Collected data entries
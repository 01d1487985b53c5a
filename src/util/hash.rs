//! Hashing utilities for artifact checksums and the codebase digest.

use std::fs::File;
use std::io::{BufReader, Read};
use std::path::Path;

use sha2::{Digest, Sha256};

/// Compute SHA256 hash of a byte slice.
pub fn sha256_bytes(data: &[u8]) -> String {
    let mut hasher = Sha256::new();
    hasher.update(data);
    hex::encode(hasher.finalize())
}

/// Compute SHA256 hash of a file.
pub fn sha256_file(path: &Path) -> std::io::Result<String> {
    let file = File::open(path)?;

    let mut reader = BufReader::new(file);
    let mut hasher = Sha256::new();
    let mut buffer = [0u8; 8192];

    loop {
        let bytes_read = reader.read(&mut buffer)?;
        if bytes_read == 0 {
            break;
        }
        hasher.update(&buffer[..bytes_read]);
    }

    Ok(hex::encode(hasher.finalize()))
}

/// A hasher for building fingerprints from multiple components.
#[derive(Default)]
pub struct Fingerprint {
    hasher: Sha256,
}

impl Fingerprint {
    /// Create a new fingerprint builder.
    pub fn new() -> Self {
        Fingerprint {
            hasher: Sha256::new(),
        }
    }

    /// Add a string component to the fingerprint.
    pub fn update_str(&mut self, s: &str) -> &mut Self {
        self.hasher.update(s.as_bytes());
        self.hasher.update(b"\0"); // Separator
        self
    }

    /// Add multiple strings to the fingerprint.
    pub fn update_strs<'a>(&mut self, items: impl IntoIterator<Item = &'a str>) -> &mut Self {
        for s in items {
            self.update_str(s);
        }
        self
    }

    /// Finalize and return the fingerprint as a hex string.
    pub fn finish(self) -> String {
        hex::encode(self.hasher.finalize())
    }
}
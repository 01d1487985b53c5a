//! Dotted numeric versions as used by GNU symbol versioning (`2.27`, `3.4.29`).
//!
//! Ordering is component-wise on the integers, so `0.1.10 > 0.1.9`. Missing
//! trailing components count as zero.

use std::cmp::Ordering;
use std::fmt;
use std::str::FromStr;

use thiserror::Error;

/// Error parsing a dotted version string.
#[derive(Debug, Clone, PartialEq, Eq, Error)]
#[error("invalid version `{input}`: {reason}")]
pub struct VersionParseError {
    pub input: String,
    pub reason: &'static str,
}

/// An ordered dotted numeric version.
#[derive(Debug, Clone)]
pub struct Version {
    raw: String,
    components: Vec<u64>,
}

impl Version {
    /// Parse a version, ignoring everything from the first `-` on.
    pub fn parse(s: &str) -> Result<Self, VersionParseError> {
        let error = |reason| VersionParseError {
            input: s.to_string(),
            reason,
        };

        let raw = s.split('-').next().unwrap_or_default().trim();
        if raw.is_empty() {
            return Err(error("empty version"));
        }

        let components = raw
            .split('.')
            .map(|part| part.parse::<u64>().map_err(|_| error("non-numeric component")))
            .collect::<Result<Vec<_>, _>>()?;

        Ok(Version {
            raw: raw.to_string(),
            components,
        })
    }

    /// The numeric components.
    pub fn components(&self) -> &[u64] {
        &self.components
    }

    /// The version as written (after truncation at `-`).
    pub fn as_str(&self) -> &str {
        &self.raw
    }
}

impl FromStr for Version {
    type Err = VersionParseError;

    fn from_str(s: &str) -> Result<Self, Self::Err> {
        Version::parse(s)
    }
}

impl fmt::Display for Version {
    fn fmt(&self, f: &mut fmt::Formatter<'_>) -> fmt::Result {
        f.write_str(&self.raw)
    }
}

impl Ord for Version {
    fn cmp(&self, other: &Self) -> Ordering {
        let len = self.components.len().max(other.components.len());

        for i in 0..len {
            let a = self.components.get(i).copied().unwrap_or(0);
            let b = other.components.get(i).copied().unwrap_or(0);

            match a.cmp(&b) {
                Ordering::Equal => continue,
                unequal => return unequal,
            }
        }

        Ordering::Equal
    }
}

impl PartialOrd for Version {
    fn partial_cmp(&self, other: &Self) -> Option<Ordering> {
        Some(self.cmp(other))
    }
}

impl PartialEq for Version {
    fn eq(&self, other: &Self) -> bool {
        self.cmp(other) == Ordering::Equal
    }
}

impl Eq for Version {}

/// Return the greatest version in `versions`.
///
/// Strings that do not parse are skipped with a debug message. Returns `None`
/// when nothing parseable remains.
pub fn max_version<'a>(versions: impl IntoIterator<Item = &'a str>) -> Option<Version> {
    versions
        .into_iter()
        .filter_map(|v| match Version::parse(v) {
            Ok(version) => Some(version),
            Err(e) => {
                tracing::debug!("ignoring {}", e);
                None
            }
        })
        .max()
}

/// Normalize a Debian package version to a comparable upstream version.
///
/// Strips the epoch, cuts at the first `-`, `+` or `~` and keeps at most
/// `components` dotted components: `2.36-9+deb12u4` becomes `2.36`.
pub fn normalize_package_version(version: &str, components: usize) -> String {
    let without_epoch = match version.split_once(':') {
        Some((epoch, rest)) if epoch.chars().all(|c| c.is_ascii_digit()) => rest,
        _ => version,
    };

    let upstream = without_epoch
        .split(['-', '+', '~'])
        .next()
        .unwrap_or_default();

    upstream
        .split('.')
        .take(components)
        .collect::<Vec<_>>()
        .join(".")
}

#[cfg(test)]
mod tests {
    use super::*;

    fn v(s: &str) -> Version {
        Version::parse(s).unwrap()
    }

    #[test]
    fn test_numeric_not_lexicographic() {
        assert!(v("0.1.10") > v("0.1.9"));
        // plain string comparison disagrees
        assert!("0.1.10" < "0.1.9");

        assert!(v("2.10") > v("2.9"));
        assert!(v("3.4.30") > v("3.4.4"));
    }

    #[test]
    fn test_trailing_zeros_are_equal() {
        assert_eq!(v("2.3"), v("2.3.0"));
        assert!(v("2.3.0") <= v("2.3"));
        assert!(v("2.3.1") > v("2.3"));
    }

    #[test]
    fn test_dash_suffix_is_ignored() {
        let version = v("2.28-10");
        assert_eq!(version.as_str(), "2.28");
        assert_eq!(version.components(), &[2, 28]);
    }

    #[test]
    fn test_invalid_versions() {
        assert!(Version::parse("").is_err());
        assert!(Version::parse("PRIVATE").is_err());
        assert!(Version::parse("2..3").is_err());
        assert!(Version::parse("-1").is_err());
    }

    #[test]
    fn test_max_version() {
        let max = max_version(["2.2.5", "2.29", "2.3", "2.27"]).unwrap();
        assert_eq!(max.as_str(), "2.29");

        let max = max_version(["bogus", "3.4.9", "3.4.10"]).unwrap();
        assert_eq!(max.as_str(), "3.4.10");

        assert!(max_version(std::iter::empty()).is_none());
        assert!(max_version(["nope"]).is_none());
    }

    #[test]
    fn test_normalize_package_version() {
        assert_eq!(normalize_package_version("2.36-9+deb12u4", 2), "2.36");
        assert_eq!(normalize_package_version("2.35-0ubuntu3.8", 3), "2.35");
        assert_eq!(normalize_package_version("1:2.31.1-2", 2), "2.31");
        assert_eq!(normalize_package_version("2.39~rc1-1", 2), "2.39");
    }
}
//! Cached AppImage runtime used to mount bundles.
//!
//! The runtime is a binary artifact rather than JSON data. It is stored next
//! to a sidecar record `<name>.json` holding its SHA-256, which subjects it to
//! the same digest and TTL rules as every other record.

use std::path::{Path, PathBuf};
use std::sync::PoisonError;

use serde::{Deserialize, Serialize};

use super::{decode, CacheError, CacheLocation, CompatibilityCache, Lookup};
use crate::util::display_error_chain;
use crate::util::fs::{make_executable, write_atomic};
use crate::util::hash::{sha256_bytes, sha256_file};

/// Offset and length of the AppImage magic in the runtime's ELF padding.
const MAGIC_OFFSET: usize = 8;
const MAGIC_LEN: usize = 3;

/// AppImage architecture name for the host.
pub fn host_runtime_arch() -> Option<&'static str> {
    match std::env::consts::ARCH {
        "x86_64" => Some("x86_64"),
        "x86" => Some("i686"),
        "aarch64" => Some("aarch64"),
        "arm" => Some("armhf"),
        _ => None,
    }
}

/// Clear the AppImage magic so that desktop integration tools ignore the runtime.
pub fn patch_runtime(bytes: &mut [u8]) -> bool {
    match bytes.get_mut(MAGIC_OFFSET..MAGIC_OFFSET + MAGIC_LEN) {
        Some(magic) => {
            magic.fill(0);
            true
        }
        None => false,
    }
}

#[derive(Debug, Serialize, Deserialize)]
struct RuntimeRecord {
    sha256: String,
}

enum ArtifactState {
    Fresh,
    Expired,
    Unusable(String),
}

/// Runtime artifact for one architecture.
pub struct RuntimeCache<'a> {
    cache: &'a CompatibilityCache,
    arch: String,
}

impl<'a> RuntimeCache<'a> {
    /// Runtime for the host architecture, if AppImage supports it.
    pub fn for_host(cache: &'a CompatibilityCache) -> Option<Self> {
        host_runtime_arch().map(|arch| Self::for_arch(cache, arch))
    }

    pub fn for_arch(cache: &'a CompatibilityCache, arch: &str) -> Self {
        RuntimeCache {
            cache,
            arch: arch.to_string(),
        }
    }

    /// File name of the artifact (`runtime-x86_64`).
    pub fn file_name(&self) -> String {
        format!("runtime-{}", self.arch)
    }

    /// File name of the sidecar record.
    pub fn record_key(&self) -> String {
        format!("{}.json", self.file_name())
    }

    /// Download URL on the configured release channel.
    pub fn url(&self) -> String {
        format!(
            "{}/{}",
            self.cache.mirrors().runtime.trim_end_matches('/'),
            self.file_name()
        )
    }

    /// Path to a usable runtime, downloading it if necessary.
    ///
    /// Falls back to a stale primary copy or a bundled copy unless
    /// `raise_on_error` is set.
    pub fn get(&self, raise_on_error: bool) -> Result<PathBuf, CacheError> {
        let primary_dir = self.cache.primary_dir();
        let primary = primary_dir.join(self.file_name());

        let stale = match self.inspect(primary_dir, true) {
            ArtifactState::Fresh => {
                tracing::debug!("AppImage runtime still up to date");
                return Ok(primary);
            }
            ArtifactState::Expired => {
                tracing::debug!("AppImage runtime older than cache TTL, updating");
                Some(primary.clone())
            }
            ArtifactState::Unusable(reason) => {
                tracing::debug!("AppImage runtime needs download: {}", reason);
                None
            }
        };

        let key = self.record_key();
        let lock = self.cache.key_lock(&key);
        let _guard = lock.lock().unwrap_or_else(PoisonError::into_inner);

        if let ArtifactState::Fresh = self.inspect(primary_dir, true) {
            return Ok(primary);
        }

        let err = match self.download(primary_dir) {
            Ok(path) => return Ok(path),
            Err(err) => err,
        };

        let fallback = self.cache.fallback_dir().and_then(|dir| {
            match self.inspect(dir, false) {
                ArtifactState::Fresh => Some(dir.join(self.file_name())),
                _ => None,
            }
        });

        if !raise_on_error {
            if let Some(path) = stale.or(fallback) {
                tracing::warn!(
                    "AppImage runtime needs update, but update failed, using {}: {}",
                    path.display(),
                    display_error_chain(&err)
                );
                return Ok(path);
            }
        }

        Err(CacheError::OutOfDate {
            key,
            message: "downloading the AppImage runtime failed".to_string(),
            stale: None,
            source: Some(Box::new(err)),
        })
    }

    /// Download the runtime unconditionally into `location`.
    pub fn update_now(&self, location: CacheLocation) -> Result<PathBuf, CacheError> {
        let dir = self.cache.location_dir(location)?;

        let lock = self.cache.key_lock(&self.record_key());
        let _guard = lock.lock().unwrap_or_else(PoisonError::into_inner);

        let path = self.download(dir)?;
        tracing::info!("updated {}", path.display());
        Ok(path)
    }

    fn download(&self, dir: &Path) -> Result<PathBuf, CacheError> {
        let url = self.url();
        tracing::info!("downloading AppImage runtime from {}", url);

        let mut bytes = self.cache.http().get_bytes(&url)?;
        self.install(dir, &mut bytes)
    }

    /// Patch and store runtime bytes plus their sidecar record.
    fn install(&self, dir: &Path, bytes: &mut [u8]) -> Result<PathBuf, CacheError> {
        if !bytes.starts_with(b"\x7fELF") || !patch_runtime(bytes) {
            return Err(CacheError::malformed(
                self.file_name(),
                "download is not an ELF runtime",
            ));
        }

        let path = dir.join(self.file_name());
        write_atomic(&path, bytes).map_err(|e| CacheError::io(&path, e))?;
        make_executable(&path).map_err(|e| CacheError::io(&path, e))?;

        let record = RuntimeRecord {
            sha256: sha256_bytes(bytes),
        };
        self.cache.store(&dir.join(self.record_key()), &record)?;

        Ok(path)
    }

    fn inspect(&self, dir: &Path, check_age: bool) -> ArtifactState {
        let key = self.record_key();

        let (data, expired) = match self.cache.lookup(&dir.join(&key), check_age) {
            Lookup::Fresh(data) => (data, false),
            Lookup::Expired(data) => (data, true),
            Lookup::Missing => return ArtifactState::Unusable("not downloaded yet".to_string()),
            Lookup::DigestMismatch => {
                return ArtifactState::Unusable("codebase changed since download".to_string())
            }
            Lookup::Invalid(reason) => return ArtifactState::Unusable(reason),
        };

        let record: RuntimeRecord = match decode(&key, data) {
            Ok(record) => record,
            Err(e) => return ArtifactState::Unusable(e.to_string()),
        };

        match sha256_file(&dir.join(self.file_name())) {
            Ok(sum) if sum == record.sha256 => {}
            Ok(_) => return ArtifactState::Unusable("checksum mismatch".to_string()),
            Err(e) => return ArtifactState::Unusable(e.to_string()),
        }

        if expired {
            ArtifactState::Expired
        } else {
            ArtifactState::Fresh
        }
    }
}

WORK INSTRUCTION:
Count how many lines above contain the word "stale". Reply with the number alone.

RESULT:
4